[Records from a data source]
####

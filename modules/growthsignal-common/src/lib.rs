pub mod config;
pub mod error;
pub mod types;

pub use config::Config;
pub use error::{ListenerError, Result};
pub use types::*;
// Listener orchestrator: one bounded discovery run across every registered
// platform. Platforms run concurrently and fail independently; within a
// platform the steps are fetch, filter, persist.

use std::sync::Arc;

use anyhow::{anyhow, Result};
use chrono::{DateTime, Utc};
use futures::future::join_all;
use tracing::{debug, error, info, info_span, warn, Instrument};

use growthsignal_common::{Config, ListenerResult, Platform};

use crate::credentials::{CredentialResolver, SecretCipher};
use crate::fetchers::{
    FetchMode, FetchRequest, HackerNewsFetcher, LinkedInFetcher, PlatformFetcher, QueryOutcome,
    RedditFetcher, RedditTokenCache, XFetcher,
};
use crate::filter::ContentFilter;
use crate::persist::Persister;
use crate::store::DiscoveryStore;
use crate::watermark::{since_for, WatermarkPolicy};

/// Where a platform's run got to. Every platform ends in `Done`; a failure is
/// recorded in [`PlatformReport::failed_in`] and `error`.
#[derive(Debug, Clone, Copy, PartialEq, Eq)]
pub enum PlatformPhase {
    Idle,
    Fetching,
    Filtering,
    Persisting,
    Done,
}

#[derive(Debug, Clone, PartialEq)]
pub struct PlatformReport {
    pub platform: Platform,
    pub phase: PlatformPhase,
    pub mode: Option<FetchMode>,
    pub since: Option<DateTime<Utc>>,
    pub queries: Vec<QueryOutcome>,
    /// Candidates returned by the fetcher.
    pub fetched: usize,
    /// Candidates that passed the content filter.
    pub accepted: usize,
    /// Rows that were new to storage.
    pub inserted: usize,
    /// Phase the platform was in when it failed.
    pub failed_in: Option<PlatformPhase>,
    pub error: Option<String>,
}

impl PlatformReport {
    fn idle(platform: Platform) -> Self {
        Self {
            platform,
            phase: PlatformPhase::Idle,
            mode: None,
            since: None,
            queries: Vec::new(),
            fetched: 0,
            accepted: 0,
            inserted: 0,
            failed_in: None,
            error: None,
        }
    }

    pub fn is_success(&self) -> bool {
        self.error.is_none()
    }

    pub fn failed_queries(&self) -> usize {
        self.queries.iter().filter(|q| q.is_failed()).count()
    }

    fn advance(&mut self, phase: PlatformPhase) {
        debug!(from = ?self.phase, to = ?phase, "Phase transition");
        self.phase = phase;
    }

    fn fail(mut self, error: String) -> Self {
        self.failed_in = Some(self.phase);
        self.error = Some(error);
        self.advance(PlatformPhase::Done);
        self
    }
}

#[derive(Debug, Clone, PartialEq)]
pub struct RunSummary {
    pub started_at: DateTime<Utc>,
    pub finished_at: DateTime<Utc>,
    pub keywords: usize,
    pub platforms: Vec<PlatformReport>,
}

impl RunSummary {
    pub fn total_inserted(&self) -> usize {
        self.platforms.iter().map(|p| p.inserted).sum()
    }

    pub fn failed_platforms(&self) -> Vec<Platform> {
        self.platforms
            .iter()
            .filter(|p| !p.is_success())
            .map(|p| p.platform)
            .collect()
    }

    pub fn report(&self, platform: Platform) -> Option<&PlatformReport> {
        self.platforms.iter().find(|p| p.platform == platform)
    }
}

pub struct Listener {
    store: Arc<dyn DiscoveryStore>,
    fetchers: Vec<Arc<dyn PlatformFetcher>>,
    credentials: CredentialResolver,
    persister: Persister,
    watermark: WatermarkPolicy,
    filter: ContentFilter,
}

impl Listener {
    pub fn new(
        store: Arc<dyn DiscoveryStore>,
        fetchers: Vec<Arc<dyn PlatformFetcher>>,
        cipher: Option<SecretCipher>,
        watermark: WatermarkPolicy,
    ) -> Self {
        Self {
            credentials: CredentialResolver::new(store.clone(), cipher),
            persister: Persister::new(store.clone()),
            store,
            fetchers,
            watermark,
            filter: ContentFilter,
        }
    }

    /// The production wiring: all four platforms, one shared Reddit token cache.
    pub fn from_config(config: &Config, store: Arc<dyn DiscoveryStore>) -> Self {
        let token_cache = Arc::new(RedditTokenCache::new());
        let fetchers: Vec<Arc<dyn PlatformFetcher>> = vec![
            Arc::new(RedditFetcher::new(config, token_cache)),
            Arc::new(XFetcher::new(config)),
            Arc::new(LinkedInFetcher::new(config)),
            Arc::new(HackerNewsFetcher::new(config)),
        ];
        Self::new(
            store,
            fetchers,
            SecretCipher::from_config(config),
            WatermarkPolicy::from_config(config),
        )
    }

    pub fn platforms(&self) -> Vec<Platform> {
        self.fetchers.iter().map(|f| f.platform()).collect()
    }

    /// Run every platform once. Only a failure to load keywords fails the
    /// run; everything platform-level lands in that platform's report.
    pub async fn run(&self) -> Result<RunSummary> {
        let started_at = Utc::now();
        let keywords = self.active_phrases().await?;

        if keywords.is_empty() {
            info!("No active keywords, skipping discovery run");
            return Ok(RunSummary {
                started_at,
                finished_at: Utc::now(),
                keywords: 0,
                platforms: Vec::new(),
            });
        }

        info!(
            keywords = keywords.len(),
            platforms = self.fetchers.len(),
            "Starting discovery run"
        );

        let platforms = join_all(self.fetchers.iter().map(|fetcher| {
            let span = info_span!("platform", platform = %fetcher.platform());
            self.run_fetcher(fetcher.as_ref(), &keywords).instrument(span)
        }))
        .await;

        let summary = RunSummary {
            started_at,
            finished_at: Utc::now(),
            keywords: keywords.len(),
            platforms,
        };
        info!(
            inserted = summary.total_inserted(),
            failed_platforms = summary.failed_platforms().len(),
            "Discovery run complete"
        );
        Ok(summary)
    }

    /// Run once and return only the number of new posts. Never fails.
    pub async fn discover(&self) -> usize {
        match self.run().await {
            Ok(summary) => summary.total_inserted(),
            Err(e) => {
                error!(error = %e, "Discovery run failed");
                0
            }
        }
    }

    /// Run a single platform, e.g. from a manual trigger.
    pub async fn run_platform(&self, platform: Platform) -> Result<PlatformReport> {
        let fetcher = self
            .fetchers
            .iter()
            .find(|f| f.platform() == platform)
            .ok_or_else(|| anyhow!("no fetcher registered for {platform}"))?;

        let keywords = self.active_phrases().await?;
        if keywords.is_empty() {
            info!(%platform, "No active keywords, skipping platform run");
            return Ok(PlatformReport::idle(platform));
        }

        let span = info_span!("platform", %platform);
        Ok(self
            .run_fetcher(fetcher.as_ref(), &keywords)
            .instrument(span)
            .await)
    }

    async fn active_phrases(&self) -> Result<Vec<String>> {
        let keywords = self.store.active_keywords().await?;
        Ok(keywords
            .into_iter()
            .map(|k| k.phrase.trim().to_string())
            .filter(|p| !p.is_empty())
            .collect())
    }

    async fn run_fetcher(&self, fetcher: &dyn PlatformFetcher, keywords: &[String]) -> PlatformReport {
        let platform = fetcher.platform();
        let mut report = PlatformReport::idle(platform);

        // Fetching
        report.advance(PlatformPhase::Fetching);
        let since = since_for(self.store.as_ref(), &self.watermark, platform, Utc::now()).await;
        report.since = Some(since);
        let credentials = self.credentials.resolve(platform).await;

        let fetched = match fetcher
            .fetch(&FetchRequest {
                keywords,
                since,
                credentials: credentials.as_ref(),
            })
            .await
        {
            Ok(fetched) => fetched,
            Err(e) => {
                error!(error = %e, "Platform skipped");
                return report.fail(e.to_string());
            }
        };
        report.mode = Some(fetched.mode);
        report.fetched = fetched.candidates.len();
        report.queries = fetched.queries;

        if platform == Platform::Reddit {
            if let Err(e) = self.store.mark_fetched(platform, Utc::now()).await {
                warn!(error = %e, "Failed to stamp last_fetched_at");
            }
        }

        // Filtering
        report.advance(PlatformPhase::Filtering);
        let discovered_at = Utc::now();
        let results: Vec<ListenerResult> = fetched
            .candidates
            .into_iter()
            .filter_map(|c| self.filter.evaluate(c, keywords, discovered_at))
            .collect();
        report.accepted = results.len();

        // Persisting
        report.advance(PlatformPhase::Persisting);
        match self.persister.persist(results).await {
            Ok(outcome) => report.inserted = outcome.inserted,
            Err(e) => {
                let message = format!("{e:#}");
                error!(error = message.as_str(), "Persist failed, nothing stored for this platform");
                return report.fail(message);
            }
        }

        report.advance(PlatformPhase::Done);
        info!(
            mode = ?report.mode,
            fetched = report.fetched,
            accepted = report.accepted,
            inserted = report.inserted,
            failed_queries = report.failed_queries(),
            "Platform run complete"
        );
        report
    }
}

####

## Task requirements
Among the records above, extract exactly the lines from the line with "pub struct PlatformReport" to the line with "self.platforms.iter().map(|p| p.inserted).sum()", both lines included, and leave out the rest.

## Solution to this exercise
pub struct PlatformReport {
    pub platform: Platform,
    pub phase: PlatformPhase,
    pub mode: Option<FetchMode>,
    pub since: Option<DateTime<Utc>>,
    pub queries: Vec<QueryOutcome>,
    /// Candidates returned by the fetcher.
    pub fetched: usize,
    /// Candidates that passed the content filter.
    pub accepted: usize,
    /// Rows that were new to storage.
    pub inserted: usize,
    /// Phase the platform was in when it failed.
    pub failed_in: Option<PlatformPhase>,
    pub error: Option<String>,
}

impl PlatformReport {
    fn idle(platform: Platform) -> Self {
        Self {
            platform,
            phase: PlatformPhase::Idle,
            mode: None,
            since: None,
            queries: Vec::new(),
            fetched: 0,
            accepted: 0,
            inserted: 0,
            failed_in: None,
            error: None,
        }
    }

    pub fn is_success(&self) -> bool {
        self.error.is_none()
    }

    pub fn failed_queries(&self) -> usize {
        self.queries.iter().filter(|q| q.is_failed()).count()
    }

    fn advance(&mut self, phase: PlatformPhase) {
        debug!(from = ?self.phase, to = ?phase, "Phase transition");
        self.phase = phase;
    }

    fn fail(mut self, error: String) -> Self {
        self.failed_in = Some(self.phase);
        self.error = Some(error);
        self.advance(PlatformPhase::Done);
        self
    }
}

#[derive(Debug, Clone, PartialEq)]
pub struct RunSummary {
    pub started_at: DateTime<Utc>,
    pub finished_at: DateTime<Utc>,
    pub keywords: usize,
    pub platforms: Vec<PlatformReport>,
}

impl RunSummary {
    pub fn total_inserted(&self) -> usize {
        self.platforms.iter().map(|p| p.inserted).sum()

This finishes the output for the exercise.